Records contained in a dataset
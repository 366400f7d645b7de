//! EPG schedule cache
//!
//! In-memory map of channel key -> schedule, hydrated from and flushed to a
//! `KeyValueStore` as one JSON blob.
//!
//! Features:
//! - TTL based freshness (records are replaced wholesale, never patched)
//! - Concurrent readers, serialized writers
//! - Quota handling on flush: evict the oldest half and retry once
//!
//! Nothing here returns an error to the caller. Storage problems are logged
//! and behave like a cache miss.

use std::collections::HashMap;
use std::sync::Arc;

use chrono::{DateTime, Utc};
use parking_lot::RwLock;
use serde::Serialize;
use tracing::{debug, info, warn};

use crate::epg::models::{CacheRecord, ScheduleEntry};
use crate::store::{KeyValueStore, StoreError};

/// Channel schedule cache
pub struct ScheduleCache {
    records: RwLock<HashMap<String, CacheRecord>>,
    store: Arc<dyn KeyValueStore>,
    namespace: String,
    ttl: chrono::Duration,
}

impl ScheduleCache {
    pub fn new(store: Arc<dyn KeyValueStore>, namespace: &str, ttl: chrono::Duration) -> Self {
        Self {
            records: RwLock::new(HashMap::new()),
            store,
            namespace: namespace.to_string(),
            ttl,
        }
    }

    /// Fresh, non-empty record exists for `key`
    pub fn has(&self, key: &str) -> bool {
        self.has_at(key, Utc::now())
    }

    pub fn has_at(&self, key: &str, now: DateTime<Utc>) -> bool {
        self.records
            .read()
            .get(key)
            .is_some_and(|record| self.is_fresh(record, now))
    }

    /// Cached entries for `key`, only when `has(key)` holds
    pub fn get(&self, key: &str) -> Option<Vec<ScheduleEntry>> {
        self.get_at(key, Utc::now())
    }

    pub fn get_at(&self, key: &str, now: DateTime<Utc>) -> Option<Vec<ScheduleEntry>> {
        let records = self.records.read();
        let record = records.get(key)?;
        self.is_fresh(record, now).then(|| record.entries.clone())
    }

    /// Replace the record for `key`
    pub fn put(&self, key: &str, entries: Vec<ScheduleEntry>) {
        self.put_at(key, entries, Utc::now());
    }

    pub fn put_at(&self, key: &str, entries: Vec<ScheduleEntry>, fetched_at: DateTime<Utc>) {
        debug!("Caching {} entries for {}", entries.len(), key);
        self.records
            .write()
            .insert(key.to_string(), CacheRecord { entries, fetched_at });
    }

    /// Drop every record, in memory and in storage
    pub fn clear(&self) {
        self.records.write().clear();
        if let Err(e) = self.store.remove(&self.namespace) {
            warn!("Failed to remove persisted EPG cache: {}", e);
        }
        info!("EPG cache cleared");
    }

    pub fn len(&self) -> usize {
        self.records.read().len()
    }

    pub fn is_empty(&self) -> bool {
        self.records.read().is_empty()
    }

    fn is_fresh(&self, record: &CacheRecord, now: DateTime<Utc>) -> bool {
        !record.entries.is_empty() && now - record.fetched_at < self.ttl
    }

    /// Hydrate from storage, replacing in-memory records
    pub fn load(&self) {
        let blob = match self.store.read(&self.namespace) {
            Ok(Some(blob)) => blob,
            Ok(None) => {
                debug!("No persisted EPG cache found");
                return;
            }
            Err(e) => {
                warn!("Failed to read persisted EPG cache: {}", e);
                return;
            }
        };

        match serde_json::from_str::<HashMap<String, CacheRecord>>(&blob) {
            Ok(records) => {
                info!("Loaded {} cached EPG channels", records.len());
                *self.records.write() = records;
            }
            Err(e) => warn!("Discarding unreadable EPG cache: {}", e),
        }
    }

    /// Flush to storage; best effort
    pub fn persist(&self) {
        match self.write_snapshot() {
            Ok(()) => {}
            Err(e) if e.is_capacity_exceeded() => {
                let evicted = self.evict_oldest_half();
                warn!("EPG cache does not fit in storage ({}), evicted {} oldest channels", e, evicted);
                if let Err(e) = self.write_snapshot() {
                    warn!("EPG cache not persisted after eviction: {}", e);
                }
            }
            Err(e) => warn!("Failed to persist EPG cache: {}", e),
        }
    }

    fn write_snapshot(&self) -> Result<(), StoreError> {
        let blob = {
            let records = self.records.read();
            match serde_json::to_string(&*records) {
                Ok(blob) => blob,
                Err(e) => {
                    warn!("Failed to serialize EPG cache: {}", e);
                    return Ok(());
                }
            }
        };
        self.store.write(&self.namespace, &blob)?;
        debug!("Persisted EPG cache ({} bytes)", blob.len());
        Ok(())
    }

    /// Remove the older half of records by `fetched_at`, returning how many went
    fn evict_oldest_half(&self) -> usize {
        let mut records = self.records.write();

        let mut by_age: Vec<(DateTime<Utc>, String)> = records
            .iter()
            .map(|(key, record)| (record.fetched_at, key.clone()))
            .collect();
        by_age.sort();

        let count = by_age.len().div_ceil(2);
        for (_, key) in by_age.into_iter().take(count) {
            records.remove(&key);
        }
        count
    }

    pub fn stats(&self) -> CacheStats {
        let now = Utc::now();
        let records = self.records.read();

        CacheStats {
            records: records.len(),
            fresh_records: records.values().filter(|r| self.is_fresh(r, now)).count(),
            entries: records.values().map(|r| r.entries.len()).sum(),
            oldest_fetched_at: records.values().map(|r| r.fetched_at).min(),
        }
    }
}

/// Cache statistics
#[derive(Debug, Clone, Default, Serialize)]
pub struct CacheStats {
    pub records: usize,
    pub fresh_records: usize,
    pub entries: usize,
    pub oldest_fetched_at: Option<DateTime<Utc>>,
}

**Exercise details**
Report all lines of the data that include the word "CacheRecord".

**Written answer**
use crate::epg::models::{CacheRecord, ScheduleEntry};
    records: RwLock<HashMap<String, CacheRecord>>,
            .insert(key.to_string(), CacheRecord { entries, fetched_at });
    fn is_fresh(&self, record: &CacheRecord, now: DateTime<Utc>) -> bool {
        match serde_json::from_str::<HashMap<String, CacheRecord>>(&blob) {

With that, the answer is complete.